Your goal
Scan the data below and copy each line where "None" occurs.

Records to process
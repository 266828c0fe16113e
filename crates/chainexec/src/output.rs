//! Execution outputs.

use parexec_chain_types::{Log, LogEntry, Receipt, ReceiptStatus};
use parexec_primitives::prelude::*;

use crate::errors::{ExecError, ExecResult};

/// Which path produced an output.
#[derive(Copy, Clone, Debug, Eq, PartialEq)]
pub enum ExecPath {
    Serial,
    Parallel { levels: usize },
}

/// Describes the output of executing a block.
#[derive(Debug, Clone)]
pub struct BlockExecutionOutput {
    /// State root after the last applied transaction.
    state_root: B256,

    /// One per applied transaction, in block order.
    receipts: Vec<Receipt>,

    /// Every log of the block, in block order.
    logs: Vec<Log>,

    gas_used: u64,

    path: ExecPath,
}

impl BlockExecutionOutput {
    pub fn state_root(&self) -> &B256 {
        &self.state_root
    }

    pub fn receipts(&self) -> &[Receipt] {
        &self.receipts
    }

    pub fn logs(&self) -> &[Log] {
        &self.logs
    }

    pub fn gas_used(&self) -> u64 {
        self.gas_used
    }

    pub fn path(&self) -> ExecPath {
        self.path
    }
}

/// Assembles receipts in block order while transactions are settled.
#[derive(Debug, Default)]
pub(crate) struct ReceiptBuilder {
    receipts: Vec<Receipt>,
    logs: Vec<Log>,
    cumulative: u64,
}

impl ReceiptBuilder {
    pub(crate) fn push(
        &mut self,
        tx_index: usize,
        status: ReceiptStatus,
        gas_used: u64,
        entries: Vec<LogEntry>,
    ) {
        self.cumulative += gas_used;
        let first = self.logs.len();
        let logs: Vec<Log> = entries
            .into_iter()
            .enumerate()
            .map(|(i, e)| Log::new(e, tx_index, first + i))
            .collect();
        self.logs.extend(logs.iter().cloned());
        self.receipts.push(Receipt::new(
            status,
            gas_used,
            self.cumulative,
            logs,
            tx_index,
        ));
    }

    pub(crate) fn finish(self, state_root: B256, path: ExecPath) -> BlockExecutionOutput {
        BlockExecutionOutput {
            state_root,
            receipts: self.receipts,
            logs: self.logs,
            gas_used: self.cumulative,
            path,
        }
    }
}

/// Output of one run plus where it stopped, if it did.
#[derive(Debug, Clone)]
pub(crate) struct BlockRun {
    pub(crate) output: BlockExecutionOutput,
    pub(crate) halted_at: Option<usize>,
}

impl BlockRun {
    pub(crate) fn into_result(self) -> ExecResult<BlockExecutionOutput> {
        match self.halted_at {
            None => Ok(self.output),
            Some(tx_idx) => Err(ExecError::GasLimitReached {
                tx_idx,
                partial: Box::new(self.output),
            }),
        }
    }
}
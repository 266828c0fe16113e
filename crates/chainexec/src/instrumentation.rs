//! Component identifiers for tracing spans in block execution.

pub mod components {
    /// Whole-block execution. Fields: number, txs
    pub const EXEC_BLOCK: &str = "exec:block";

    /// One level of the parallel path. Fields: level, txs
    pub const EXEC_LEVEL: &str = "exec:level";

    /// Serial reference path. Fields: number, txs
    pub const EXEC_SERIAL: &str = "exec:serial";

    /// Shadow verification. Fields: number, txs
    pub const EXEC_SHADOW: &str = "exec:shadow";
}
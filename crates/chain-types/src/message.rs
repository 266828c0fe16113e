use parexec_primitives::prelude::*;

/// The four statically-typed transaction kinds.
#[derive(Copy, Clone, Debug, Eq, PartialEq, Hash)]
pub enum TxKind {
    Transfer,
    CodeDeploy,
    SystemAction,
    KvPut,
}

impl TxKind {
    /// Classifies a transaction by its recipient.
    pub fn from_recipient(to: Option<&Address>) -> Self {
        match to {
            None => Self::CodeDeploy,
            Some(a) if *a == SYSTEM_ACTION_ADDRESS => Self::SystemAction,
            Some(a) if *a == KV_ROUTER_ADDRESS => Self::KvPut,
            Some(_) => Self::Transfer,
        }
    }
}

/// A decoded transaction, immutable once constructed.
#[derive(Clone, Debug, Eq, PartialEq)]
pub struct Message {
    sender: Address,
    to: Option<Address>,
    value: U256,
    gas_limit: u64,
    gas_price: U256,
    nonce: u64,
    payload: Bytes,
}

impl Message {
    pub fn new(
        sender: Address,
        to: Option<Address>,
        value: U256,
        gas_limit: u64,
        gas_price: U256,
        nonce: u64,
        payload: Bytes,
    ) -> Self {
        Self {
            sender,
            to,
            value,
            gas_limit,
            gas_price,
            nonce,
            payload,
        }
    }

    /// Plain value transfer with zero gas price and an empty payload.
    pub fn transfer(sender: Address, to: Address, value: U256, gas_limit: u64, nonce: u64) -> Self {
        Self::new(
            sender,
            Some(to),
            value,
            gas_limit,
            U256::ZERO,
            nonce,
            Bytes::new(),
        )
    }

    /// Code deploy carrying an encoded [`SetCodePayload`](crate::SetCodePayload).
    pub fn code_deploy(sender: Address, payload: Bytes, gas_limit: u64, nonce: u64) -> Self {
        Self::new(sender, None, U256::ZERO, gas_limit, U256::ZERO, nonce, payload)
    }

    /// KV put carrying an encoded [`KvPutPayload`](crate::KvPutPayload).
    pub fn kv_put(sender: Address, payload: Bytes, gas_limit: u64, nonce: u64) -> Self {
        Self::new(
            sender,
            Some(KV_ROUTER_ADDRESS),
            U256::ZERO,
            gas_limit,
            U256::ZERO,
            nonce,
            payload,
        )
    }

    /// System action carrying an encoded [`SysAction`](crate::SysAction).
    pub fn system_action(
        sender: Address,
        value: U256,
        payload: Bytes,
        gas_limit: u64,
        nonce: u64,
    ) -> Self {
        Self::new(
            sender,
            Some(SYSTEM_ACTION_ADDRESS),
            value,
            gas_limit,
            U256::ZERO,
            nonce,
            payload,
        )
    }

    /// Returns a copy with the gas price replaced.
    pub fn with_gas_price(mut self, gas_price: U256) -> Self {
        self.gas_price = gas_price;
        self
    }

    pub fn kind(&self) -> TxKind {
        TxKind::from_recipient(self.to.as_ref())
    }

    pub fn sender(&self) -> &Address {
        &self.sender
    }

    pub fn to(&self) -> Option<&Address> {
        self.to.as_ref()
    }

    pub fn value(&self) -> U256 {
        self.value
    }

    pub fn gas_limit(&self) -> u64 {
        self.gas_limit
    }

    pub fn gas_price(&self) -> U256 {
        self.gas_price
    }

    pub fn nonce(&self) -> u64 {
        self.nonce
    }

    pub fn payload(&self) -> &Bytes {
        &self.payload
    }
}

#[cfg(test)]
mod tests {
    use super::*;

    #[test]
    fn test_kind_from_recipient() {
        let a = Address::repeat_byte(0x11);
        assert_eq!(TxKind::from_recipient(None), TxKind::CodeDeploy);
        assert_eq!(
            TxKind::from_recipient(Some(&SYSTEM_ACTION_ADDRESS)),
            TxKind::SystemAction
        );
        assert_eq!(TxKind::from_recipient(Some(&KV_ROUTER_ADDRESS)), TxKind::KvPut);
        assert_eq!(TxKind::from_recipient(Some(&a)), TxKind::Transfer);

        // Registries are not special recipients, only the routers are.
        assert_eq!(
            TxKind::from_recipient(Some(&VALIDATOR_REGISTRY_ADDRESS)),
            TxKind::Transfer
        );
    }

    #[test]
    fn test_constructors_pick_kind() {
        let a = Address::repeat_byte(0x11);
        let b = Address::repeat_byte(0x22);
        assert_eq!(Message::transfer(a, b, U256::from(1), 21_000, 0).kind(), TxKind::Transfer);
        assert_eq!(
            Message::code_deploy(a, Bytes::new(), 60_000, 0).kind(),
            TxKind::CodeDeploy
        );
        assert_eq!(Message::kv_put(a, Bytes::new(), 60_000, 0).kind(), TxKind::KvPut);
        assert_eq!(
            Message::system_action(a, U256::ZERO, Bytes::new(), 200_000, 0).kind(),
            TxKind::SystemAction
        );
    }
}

Result of the exercise
            None => Ok(self.output),
            None => Self::CodeDeploy,
        Self::new(sender, None, U256::ZERO, gas_limit, U256::ZERO, nonce, payload)
        assert_eq!(TxKind::from_recipient(None), TxKind::CodeDeploy);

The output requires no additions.